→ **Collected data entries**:
++++++

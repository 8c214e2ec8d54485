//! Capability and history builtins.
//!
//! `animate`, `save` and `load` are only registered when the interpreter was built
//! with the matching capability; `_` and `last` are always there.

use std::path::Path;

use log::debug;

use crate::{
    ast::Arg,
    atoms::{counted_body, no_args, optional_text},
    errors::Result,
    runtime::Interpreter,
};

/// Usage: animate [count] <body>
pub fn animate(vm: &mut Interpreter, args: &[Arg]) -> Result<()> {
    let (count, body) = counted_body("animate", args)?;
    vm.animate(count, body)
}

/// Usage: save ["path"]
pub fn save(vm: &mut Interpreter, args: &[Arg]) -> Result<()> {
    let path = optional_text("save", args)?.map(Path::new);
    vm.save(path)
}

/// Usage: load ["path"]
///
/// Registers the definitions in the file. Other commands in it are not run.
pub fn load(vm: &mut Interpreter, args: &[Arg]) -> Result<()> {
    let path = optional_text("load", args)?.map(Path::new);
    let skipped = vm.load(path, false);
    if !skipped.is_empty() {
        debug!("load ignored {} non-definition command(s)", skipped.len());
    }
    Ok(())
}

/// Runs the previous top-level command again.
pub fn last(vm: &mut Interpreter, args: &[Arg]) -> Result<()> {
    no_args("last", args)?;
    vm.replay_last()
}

++++++

→ **Directions**: Lines from the one with "interpreter was built" through the last line above must be printed exactly; no other line is to appear.

→ **Written solution**:
//! `animate`, `save` and `load` are only registered when the interpreter was built
//! with the matching capability; `_` and `last` are always there.

use std::path::Path;

use log::debug;

use crate::{
    ast::Arg,
    atoms::{counted_body, no_args, optional_text},
    errors::Result,
    runtime::Interpreter,
};

/// Usage: animate [count] <body>
pub fn animate(vm: &mut Interpreter, args: &[Arg]) -> Result<()> {
    let (count, body) = counted_body("animate", args)?;
    vm.animate(count, body)
}

/// Usage: save ["path"]
pub fn save(vm: &mut Interpreter, args: &[Arg]) -> Result<()> {
    let path = optional_text("save", args)?.map(Path::new);
    vm.save(path)
}

/// Usage: load ["path"]
///
/// Registers the definitions in the file. Other commands in it are not run.
pub fn load(vm: &mut Interpreter, args: &[Arg]) -> Result<()> {
    let path = optional_text("load", args)?.map(Path::new);
    let skipped = vm.load(path, false);
    if !skipped.is_empty() {
        debug!("load ignored {} non-definition command(s)", skipped.len());
    }
    Ok(())
}

/// Runs the previous top-level command again.
pub fn last(vm: &mut Interpreter, args: &[Arg]) -> Result<()> {
    no_args("last", args)?;
    vm.replay_last()
}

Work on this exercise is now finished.